Bloomberg Línea — O Ibovespa (IBOV), que avançava pela manhã, perdeu o folêgo nesta tarde e passou a operar entre perdas e ganhos diante das preocupações com o desempenho da economia global.
O sentimento permanece frágil depois que o Federal Reserve – na ata da última reunião – sinalizou que os aumentos nas taxas de juros continuarão de forma a conter a inflação, apesar de sinais de enfraquecimento da economia. Em Wall Street, as bolsas tinham alta, com exceção do índice Dow Jones, que oscilava.
Nos Estados Unidos, os pedidos de auxílio-desemprego caíram a 250 mil, abaixo dos 264 mil estimados pelo consenso da Bloomberg News. Os dados apontam para uma demanda de trabalho ainda saudável, à medida que as empresas tentam atrair e reter funcionários em meio à escassez de mão-de-obra.
Por aqui, ações de empresas ligadas ao petróleo avançam em uma sessão de ganhos para o petróleo. Os papéis de PetroRio (PRIO3), por exemplo, subiam cerca de 1%, por volta das 13h10 (horário de Brasília), enquanto os de 3R Petroleum (RRRP3) tinham alta de 1,8%.
Confira o desempenho dos mercados nesta quinta-feira (18):
- Por volta das 13h10 (horário de Brasília), o Ibovespa recuava 0,11%, aos 113.579 pontos;
- O dólar à vista tinha leve alta de 0,54%, a R$ 5,19;
- Entre os contratos de juros futuros, o DI para 2025 subia 9 pontos base, a 11,95%;
- Nos EUA, o Dow Jones cedia 0,08%, o S&P 500 subia 0,19%, enquanto o Nasdaq tinha alta de 0,29%;
- Na Europa, os índices subiam: o Dax, da Alemanha, por exemplo, tinha alta de 0,5%;
Cenário
Na ata da última reunião do Fomc, divulgada na quarta-feira à tarde (17), os formuladores de políticas dos EUA alertaram contra o aperto monetário excessivo e sinalizaram sobre o potencial de aumentos mais lentos dos juros em algum momento. Apesar disso, eles também sinalizaram o risco de as pressões inflacionárias se tornarem arraigadas.
Cautela continua sendo a palavra de ordem no momento, com mais pistas aguardadas no simpósio anual do Fed em Jackson Hole, Wyoming, na próxima semana.
Os contratos de swaps vinculados às datas das reuniões de política do Fed passaram a indicar probabilidades mais baixas de um aumento de 75 pontos base no próximo mês, em oposição a um movimento de meio ponto. As taxas estão no intervalo entre 2,25% e 2,50%.

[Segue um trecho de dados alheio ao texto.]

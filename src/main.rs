use std::path::PathBuf;
use std::sync::Arc;
use std::time::Duration;

use anyhow::{bail, Context, Result};
use clap::Parser;
use scribe_live::runlog::{load_events, load_transcript, replay_events};
use scribe_live::{
    create_router, AppState, Config, FileChunkSource, SegmentationMode, SessionState,
    TranscriptionSession, WsConnector,
};
use tracing::{info, warn};

#[derive(Parser)]
#[command(name = "scribe-live")]
#[command(about = "Streaming speech-to-text session runner")]
struct Args {
    /// Config file basename (reads <basename>.toml, falls back to defaults)
    #[arg(long, default_value = "config/scribe-live")]
    config: String,

    #[command(subcommand)]
    command: Command,
}

#[derive(clap::Subcommand)]
enum Command {
    /// Transcribe a WAV file through a live STT session
    Record(RecordArgs),
    /// Rebuild a transcript from a run log and check it against the sealed one
    Replay(ReplayArgs),
    /// Run the HTTP control API
    Serve,
}

#[derive(clap::Args)]
struct RecordArgs {
    /// Input WAV file
    input: PathBuf,

    /// Pace chunks at playback speed instead of as fast as possible
    #[arg(long)]
    realtime: bool,

    /// Session ID (generated when omitted)
    #[arg(long)]
    session_id: Option<String>,

    /// Force a commit every N seconds instead of following service VAD
    #[arg(long)]
    commit_interval_secs: Option<u64>,
}

#[derive(clap::Args)]
struct ReplayArgs {
    /// Run directory, e.g. runs/20250614T102030Z-1a2b3c4d
    run_dir: PathBuf,
}

#[tokio::main]
async fn main() -> Result<()> {
    tracing_subscriber::fmt::init();

    let args = Args::parse();
    let config = load_config(&args.config)?;

    info!("scribe-live v0.1.0");
    info!("Loaded config: {}", config.service.name);

    match args.command {
        Command::Record(rec) => record(&config, rec).await,
        Command::Replay(rep) => replay(&rep),
        Command::Serve => serve(config).await,
    }
}

fn load_config(basename: &str) -> Result<Config> {
    let file = format!("{basename}.toml");
    if std::path::Path::new(&file).exists() {
        Config::load(basename)
    } else {
        info!("No config file at {}, using defaults", file);
        Ok(Config::default())
    }
}

async fn record(config: &Config, args: RecordArgs) -> Result<()> {
    let session_id = args
        .session_id
        .unwrap_or_else(|| format!("cli-{}", uuid::Uuid::new_v4()));
    let mut session_config = config.session_config(&session_id);
    if let Some(secs) = args.commit_interval_secs {
        session_config.segmentation = SegmentationMode::FixedInterval;
        session_config.commit_interval = Duration::from_secs(secs);
    }

    info!("Session {} transcribing {}", session_id, args.input.display());
    info!("STT service: {}", session_config.stt_url);

    let source = FileChunkSource::new(&args.input, args.realtime);
    let connector = WsConnector::new(&session_config.stt_url);
    let session = TranscriptionSession::new(session_config, Box::new(source), Arc::new(connector));

    session.start().await?;
    info!("Streaming started, press Ctrl+C to stop early");

    // The session seals itself once the file is fully drained; Ctrl+C cuts
    // it short with a normal cooperative stop.
    let mut state_rx = session.watch_state();
    tokio::select! {
        _ = tokio::signal::ctrl_c() => {
            info!("Stop requested, draining session...");
        }
        _ = async {
            while *state_rx.borrow() != SessionState::Sealed {
                if state_rx.changed().await.is_err() {
                    break;
                }
            }
        } => {}
    }

    let outcome = session.stop().await;

    let text = session.transcript().display_text();
    if text.is_empty() {
        info!("No transcript text in this run");
    } else {
        println!("{text}");
    }
    if let Some(dir) = session.run_dir() {
        info!("Run log: {}", dir.display());
    }

    let stats = outcome?;
    info!(
        "Sealed after {:.1}s: {} segments committed, {} chunks sent, {} dropped",
        stats.duration_secs, stats.segments_committed, stats.chunks_sent, stats.chunks_dropped
    );

    Ok(())
}

fn replay(args: &ReplayArgs) -> Result<()> {
    let events = load_events(&args.run_dir)?;
    let replayed = replay_events(events.iter());

    info!(
        "Replayed {} events from {}",
        events.len(),
        args.run_dir.display()
    );
    let text = replayed.display_text();
    if !text.is_empty() {
        println!("{text}");
    }

    match load_transcript(&args.run_dir) {
        Ok(stored) => {
            if serde_json::to_value(&replayed)? == serde_json::to_value(&stored)? {
                info!("Replay matches the sealed transcript");
            } else {
                bail!("replay diverges from the sealed transcript");
            }
        }
        Err(err) => warn!("Could not load sealed transcript: {}", err),
    }

    Ok(())
}

async fn serve(config: Config) -> Result<()> {
    let addr = format!("{}:{}", config.service.http.bind, config.service.http.port);
    let state = AppState::new(config);
    let app = create_router(state);

    info!("HTTP API listening on {}", addr);

    let listener = tokio::net::TcpListener::bind(&addr)
        .await
        .with_context(|| format!("Failed to bind {addr}"))?;
    axum::serve(listener, app).await?;

    Ok(())
}
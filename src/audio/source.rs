use anyhow::Result;
use tokio::sync::mpsc;

/// Audio sample data (16-bit PCM, interleaved)
#[derive(Debug, Clone, PartialEq)]
pub struct AudioFrame {
    /// Raw audio samples (i16 PCM, interleaved)
    pub samples: Vec<i16>,
    /// Sample rate in Hz
    pub sample_rate: u32,
    /// Number of channels
    pub channels: u16,
    /// Capture start of this frame, in milliseconds since capture began
    pub timestamp_ms: u64,
}

impl AudioFrame {
    /// Frame duration derived from sample count and format.
    pub fn duration_ms(&self) -> u64 {
        if self.sample_rate == 0 || self.channels == 0 {
            return 0;
        }

        let frames = self.samples.len() as u64 / self.channels as u64;
        frames * 1000 / self.sample_rate as u64
    }

    /// Samples as little-endian bytes, the transport payload encoding.
    pub fn to_le_bytes(&self) -> Vec<u8> {
        self.samples.iter().flat_map(|s| s.to_le_bytes()).collect()
    }
}

/// Capture-side collaborator.
///
/// Implementations deliver frames in capture order through a channel; the
/// session owns one source per run and restarts capture per session. Gaps
/// in frame timestamps are tolerated downstream (logged and counted, never
/// fatal), so a source does not have to guarantee continuity.
#[async_trait::async_trait]
pub trait AudioChunkSource: Send {
    /// Start producing frames.
    ///
    /// Returns a channel receiver that will receive audio frames.
    async fn start(&mut self) -> Result<mpsc::Receiver<AudioFrame>>;

    /// Stop producing frames.
    async fn stop(&mut self) -> Result<()>;

    /// Source name for logging
    fn name(&self) -> &str;
}

/// Source that plays out a pre-built frame sequence.
///
/// Drives deterministic runs: segmentation experiments replay the same
/// frames under different policies, and tests script exact timelines.
pub struct ScriptedSource {
    frames: Vec<AudioFrame>,
}

impl ScriptedSource {
    pub fn new(frames: Vec<AudioFrame>) -> Self {
        Self { frames }
    }

    /// Convenience: `total_ms` of silence at 16kHz mono in `frame_ms`
    /// frames.
    pub fn silence(total_ms: u64, frame_ms: u64) -> Self {
        let sample_rate = 16_000u32;
        let samples_per_frame = (sample_rate as u64 * frame_ms / 1000) as usize;
        let count = total_ms / frame_ms;

        let frames = (0..count)
            .map(|i| AudioFrame {
                samples: vec![0i16; samples_per_frame],
                sample_rate,
                channels: 1,
                timestamp_ms: i * frame_ms,
            })
            .collect();

        Self { frames }
    }
}

#[async_trait::async_trait]
impl AudioChunkSource for ScriptedSource {
    async fn start(&mut self) -> Result<mpsc::Receiver<AudioFrame>> {
        let (tx, rx) = mpsc::channel(64);
        let frames = std::mem::take(&mut self.frames);

        tokio::spawn(async move {
            for frame in frames {
                if tx.send(frame).await.is_err() {
                    break;
                }
            }
        });

        Ok(rx)
    }

    async fn stop(&mut self) -> Result<()> {
        Ok(())
    }

    fn name(&self) -> &str {
        "scripted"
    }
}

As expectativas de um aperto mais lento da política monetária e um pivô para cortes no final do próximo ano já contribuíram para um salto de 12% nas ações globais em relação às baixas de meados de junho. A questão é se isso é muito otimista. Um cenário mais sombrio pode acarretar pressões de preços persistentes, forçando custos de empréstimos restritivos em meio a uma economia em contração.